Every year for the past eight years, I have been teaching a course to high school seniors on Western Civilization from 1870 to the present. Every year for the past eight years, once we reach 1920, the text I have assigned for the course has been Paul Johnson’s Modern Times.
And every year for the past eight years as I re-read the text, I am astonished at what a tour-de-force Johnson’s history is. There simply is no other treatment of the 20th century which combines a narrative of events with a close analysis of the importance of ideas and worldview. Johnson clearly articulates a moral vision of the twentieth century in which the villains are those who perversely embody the “will to power” and who attempt to use political power to build “despotic utopias.”
This year, for the first two chapters, I found short video clips which I have been able to use effectively in class.

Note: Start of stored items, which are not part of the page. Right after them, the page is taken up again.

// SPDX-License-Identifier: MPL-2.0
// This Source Code Form is subject to the terms of the Mozilla Public
// License, v. 2.0. If a copy of the MPL was not distributed with this
// file, You can obtain one at https://mozilla.org/MPL/2.0/.

//! Integration configuration.

use serde::Deserialize;

use crate::coordinator::UpdateMode;
use crate::error::ConfigError;

/// User-facing configuration of one Thermosmart integration.
///
/// The client credentials identify the OAuth2 application; acquiring tokens
/// with them is up to the host platform. Configuring a webhook id switches
/// the coordinator to push mode.
///
/// # Examples
///
/// ```
/// use thermosmart_lib::config::IntegrationConfig;
/// use thermosmart_lib::coordinator::UpdateMode;
///
/// let config: IntegrationConfig = serde_json::from_str(
///     r#"{"client_id": "id", "client_secret": "secret", "webhook_id": "hook"}"#,
/// )
/// .unwrap();
///
/// config.validate().unwrap();
/// assert_eq!(
///     config.update_mode(),
///     UpdateMode::Push { webhook_id: "hook".to_string() }
/// );
/// assert_eq!(config.display_name(), "Thermosmart");
/// ```
#[derive(Debug, Clone, PartialEq, Eq, Deserialize)]
pub struct IntegrationConfig {
    /// OAuth2 client id.
    pub client_id: String,
    /// OAuth2 client secret.
    pub client_secret: String,
    /// Optional display name.
    #[serde(default)]
    pub name: Option<String>,
    /// Webhook id under which the vendor pushes updates.
    #[serde(default)]
    pub webhook_id: Option<String>,
}

impl IntegrationConfig {
    /// Default display name.
    pub const DEFAULT_NAME: &'static str = "Thermosmart";

    /// Creates a configuration with the given client credentials.
    #[must_use]
    pub fn new(client_id: impl Into<String>, client_secret: impl Into<String>) -> Self {
        Self {
            client_id: client_id.into(),
            client_secret: client_secret.into(),
            name: None,
            webhook_id: None,
        }
    }

    /// Sets the display name.
    #[must_use]
    pub fn with_name(mut self, name: impl Into<String>) -> Self {
        self.name = Some(name.into());
        self
    }

    /// Sets the webhook id, enabling push mode.
    #[must_use]
    pub fn with_webhook_id(mut self, webhook_id: impl Into<String>) -> Self {
        self.webhook_id = Some(webhook_id.into());
        self
    }

    /// Checks that the required options are present.
    ///
    /// # Errors
    ///
    /// Returns `ConfigError::MissingOption` if the client id or secret is
    /// empty.
    pub fn validate(&self) -> Result<(), ConfigError> {
        if self.client_id.trim().is_empty() {
            return Err(ConfigError::MissingOption("client_id"));
        }
        if self.client_secret.trim().is_empty() {
            return Err(ConfigError::MissingOption("client_secret"));
        }
        Ok(())
    }

    /// Returns the webhook id, ignoring an empty one.
    #[must_use]
    pub fn webhook_id(&self) -> Option<&str> {
        self.webhook_id.as_deref().filter(|id| !id.is_empty())
    }

    /// Returns how the coordinator should learn about changes.
    #[must_use]
    pub fn update_mode(&self) -> UpdateMode {
        match self.webhook_id() {
            Some(webhook_id) => UpdateMode::Push {
                webhook_id: webhook_id.to_string(),
            },
            None => UpdateMode::Poll,
        }
    }

    /// Returns the configured name or the default one.
    #[must_use]
    pub fn display_name(&self) -> &str {
        self.name.as_deref().unwrap_or(Self::DEFAULT_NAME)
    }
}

#[cfg(test)]
mod tests {
    use super::*;

    #[test]
    fn poll_mode_without_webhook() {
        let config = IntegrationConfig::new("id", "secret");
        assert_eq!(config.update_mode(), UpdateMode::Poll);
    }

    #[test]
    fn empty_webhook_id_means_poll() {
        let config = IntegrationConfig::new("id", "secret").with_webhook_id("");
        assert_eq!(config.update_mode(), UpdateMode::Poll);
    }

    #[test]
    fn validate_rejects_missing_credentials() {
        assert_eq!(
            IntegrationConfig::new("", "secret").validate(),
            Err(ConfigError::MissingOption("client_id"))
        );
        assert_eq!(
            IntegrationConfig::new("id", " ").validate(),
            Err(ConfigError::MissingOption("client_secret"))
        );
    }

    #[test]
    fn deserialize_requires_credentials() {
        assert!(serde_json::from_str::<IntegrationConfig>(r#"{"client_id": "id"}"#).is_err());
    }

    #[test]
    fn custom_name() {
        let config = IntegrationConfig::new("id", "secret").with_name("Living room");
        assert_eq!(config.display_name(), "Living room");
    }
}
// SPDX-License-Identifier: MPL-2.0
// This Source Code Form is subject to the terms of the Mozilla Public
// License, v. 2.0. If a copy of the MPL was not distributed with this
// file, You can obtain one at https://mozilla.org/MPL/2.0/.

//! Response parsing for vendor API JSON bodies.
//!
//! Each response type corresponds to one endpoint. Unknown keys are ignored
//! so new vendor fields never break parsing.

mod me;
mod thermostat;

pub use me::MeResponse;
pub use thermostat::{OtBlock, ThermostatResponse};

pub(crate) use thermostat::parse_source;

Johnson’s first chapter, A Relativistic World, focuses on the impact of Einstein & Freud (and to a lesser extent Marx & Nietzsche) on the popular mind from 1900-1920. He mentions, as one example of the widespread appeal & impact of moral relativism, the premier performance of Stravinsky’s Rite of Spring, commissioned by Sergei Diaghilev for the Ballets Russes of Paris, and choreographed by Nijinksy. The premier audience found the dance & music so provocative that a riot erupted among the audience as supporters and opponents of the piece attacked each other violently. The Paris Police were called before the first intermission and had difficulty restoring order. Part of the audience’s outrage was the staccato, dissonant nature of Stravinsky’s music, part was outrage at the jerky, non-traditional movements of the dancers choreographed by Nijinksky, and part was outrage at the storyline which tells of the pagan sacrifice of a virgin necessary to usher in spring.
It turns out that in 1987, the Joffrey Ballet recreated this 1913 premier performance using the original sets, costumes, and choreography.

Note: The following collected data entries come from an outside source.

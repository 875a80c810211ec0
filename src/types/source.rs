// SPDX-License-Identifier: MPL-2.0
// This Source Code Form is subject to the terms of the Mozilla Public
// License, v. 2.0. If a copy of the MPL was not distributed with this
// file, You can obtain one at https://mozilla.org/MPL/2.0/.

//! Target temperature source and the views derived from it.
//!
//! The vendor reports *why* the current set-point is what it is. Two views
//! used by the climate entity are derived from that single value: whether the
//! thermostat is away (paused) and which HVAC mode it is in. Both views are
//! computed here and nowhere else, so full refreshes and webhook merges can
//! never disagree about them.

use std::fmt;
use std::str::FromStr;

use serde::{Deserialize, Serialize};

use crate::error::ValueError;

/// Origin of the current target temperature.
///
/// # Examples
///
/// ```
/// use thermosmart_lib::types::{HvacMode, Source};
///
/// let source: Source = "schedule".parse().unwrap();
/// assert_eq!(source.hvac_mode(), Some(HvacMode::Auto));
/// assert!(!source.is_away());
///
/// assert!(Source::Pause.is_away());
/// assert_eq!(Source::Pause.hvac_mode(), None);
/// ```
#[derive(Debug, Clone, Copy, PartialEq, Eq, Hash, Serialize, Deserialize)]
#[serde(rename_all = "lowercase")]
pub enum Source {
    /// Set through the API (this library or another client).
    Remote,
    /// Set by hand on the thermostat.
    Manual,
    /// Follows the weekly program.
    Schedule,
    /// An exception interval is active.
    Exception,
    /// The thermostat is paused.
    Pause,
}

impl Source {
    /// Returns the vendor string representation.
    #[must_use]
    pub const fn as_str(&self) -> &'static str {
        match self {
            Self::Remote => "remote",
            Self::Manual => "manual",
            Self::Schedule => "schedule",
            Self::Exception => "exception",
            Self::Pause => "pause",
        }
    }

    /// Returns `true` when the thermostat is in away (paused) mode.
    #[must_use]
    pub const fn is_away(&self) -> bool {
        matches!(self, Self::Pause)
    }

    /// Returns the HVAC mode implied by this source.
    ///
    /// A paused thermostat has no HVAC mode.
    #[must_use]
    pub const fn hvac_mode(&self) -> Option<HvacMode> {
        match self {
            Self::Remote | Self::Manual => Some(HvacMode::Heat),
            Self::Schedule | Self::Exception => Some(HvacMode::Auto),
            Self::Pause => None,
        }
    }

    /// Returns the preset implied by this source.
    #[must_use]
    pub const fn preset(&self) -> PresetMode {
        if self.is_away() {
            PresetMode::Away
        } else {
            PresetMode::None
        }
    }
}

impl fmt::Display for Source {
    fn fmt(&self, f: &mut fmt::Formatter<'_>) -> fmt::Result {
        f.write_str(self.as_str())
    }
}

impl FromStr for Source {
    type Err = ValueError;

    fn from_str(s: &str) -> Result<Self, Self::Err> {
        match s.to_lowercase().as_str() {
            "remote" => Ok(Self::Remote),
            "manual" => Ok(Self::Manual),
            "schedule" => Ok(Self::Schedule),
            "exception" => Ok(Self::Exception),
            "pause" => Ok(Self::Pause),
            _ => Err(ValueError::InvalidSource(s.to_string())),
        }
    }
}

/// HVAC operating mode as exposed to the platform.
#[derive(Debug, Clone, Copy, PartialEq, Eq, Hash)]
pub enum HvacMode {
    /// Follow the schedule.
    Auto,
    /// Hold a manual set-point.
    Heat,
    /// Hold a manual set-point in cooling mode.
    Cool,
}

impl HvacMode {
    /// Returns the platform string representation.
    #[must_use]
    pub const fn as_str(&self) -> &'static str {
        match self {
            Self::Auto => "auto",
            Self::Heat => "heat",
            Self::Cool => "cool",
        }
    }
}

impl fmt::Display for HvacMode {
    fn fmt(&self, f: &mut fmt::Formatter<'_>) -> fmt::Result {
        f.write_str(self.as_str())
    }
}

/// What the boiler is currently doing.
#[derive(Debug, Clone, Copy, PartialEq, Eq, Hash)]
pub enum HvacAction {
    /// Central heating is active.
    Heating,
    /// Cooling is active.
    Cooling,
    /// Neither heating nor cooling.
    Idle,
}

/// Climate preset.
#[derive(Debug, Clone, Copy, PartialEq, Eq, Hash)]
pub enum PresetMode {
    /// Thermostat is paused.
    Away,
    /// Normal operation.
    None,
}

impl PresetMode {
    /// Returns the platform string representation.
    #[must_use]
    pub const fn as_str(&self) -> &'static str {
        match self {
            Self::Away => "away",
            Self::None => "none",
        }
    }
}

#[cfg(test)]
mod tests {
    use super::*;

    #[test]
    fn hvac_mode_derivation() {
        assert_eq!(Source::Remote.hvac_mode(), Some(HvacMode::Heat));
        assert_eq!(Source::Manual.hvac_mode(), Some(HvacMode::Heat));
        assert_eq!(Source::Schedule.hvac_mode(), Some(HvacMode::Auto));
        assert_eq!(Source::Exception.hvac_mode(), Some(HvacMode::Auto));
        assert_eq!(Source::Pause.hvac_mode(), None);
    }

    #[test]
    fn only_pause_is_away() {
        for source in [
            Source::Remote,
            Source::Manual,
            Source::Schedule,
            Source::Exception,
        ] {
            assert!(!source.is_away());
            assert_eq!(source.preset(), PresetMode::None);
        }
        assert_eq!(Source::Pause.preset(), PresetMode::Away);
    }

    #[test]
    fn parse_is_case_insensitive() {
        assert_eq!("PAUSE".parse::<Source>().unwrap(), Source::Pause);
        assert!("boost".parse::<Source>().is_err());
    }

    #[test]
    fn serde_uses_vendor_names() {
        let source: Source = serde_json::from_str("\"exception\"").unwrap();
        assert_eq!(source, Source::Exception);
        assert_eq!(serde_json::to_string(&Source::Manual).unwrap(), "\"manual\"");
    }
}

AND, there is a YouTube video of the performance!
The first three minutes of the piece are melodically deceptive – and then the fun begins! My students watched with close attention, and understood the significance of the performance in a much deeper way than could be achieved simply by reading a description.
The second chapter in Modern Times is entitled, The First Despotic Utopias. Most histories of the twentieth century move rapidly from the end of World War One to the rise of Hitler in Germany. Johnson tells the story is greater detail and provides a much deeper understanding of the developments that preceded, foreshadowed, set the example, and paved the way for Hitler. The first despotic utopias were Russia under Lenin, and Italy under Mussolini. Lenin ruled Russia from the Revolution in 1917 until his death in 1922. Mussolini (who had been a socialist before World War One, and who studied Lenin’s revolution closely) sent his 40,000 blackshirt militiamen marching on Rome in October of 1922. Mussolini in the 1920’s was an impressive figure in world politics. Lenin’s Russia was widely admired in the European and American press for having achieved an economic miracle and laid the foundations for a “worker’s paradise.”
The successes of Lenin in 1917 and Mussolini in 1922 were what led Hitler to attempt to seize power in Munich in November, 1923. Without studying Lenin and Mussolini, one cannot understand why Hitler acted as he did, or what he hoped to achieve.
My students were puzzled by Lenin’s seizure of power. They had a hard time understanding how such a small party of communists wound up overthrowing the Tsar, the Duma, and seizing control of the Russian government.
In response to their questions, I played for them the following clip from Dr. Zhivago, which vividly illustrates the tactics of the communists in infiltrating the Tsarist army, encouraging desertion, mutiny, and the murder of the officers. After watching the clip, my students understood much better how and why the Revolution started in Russia.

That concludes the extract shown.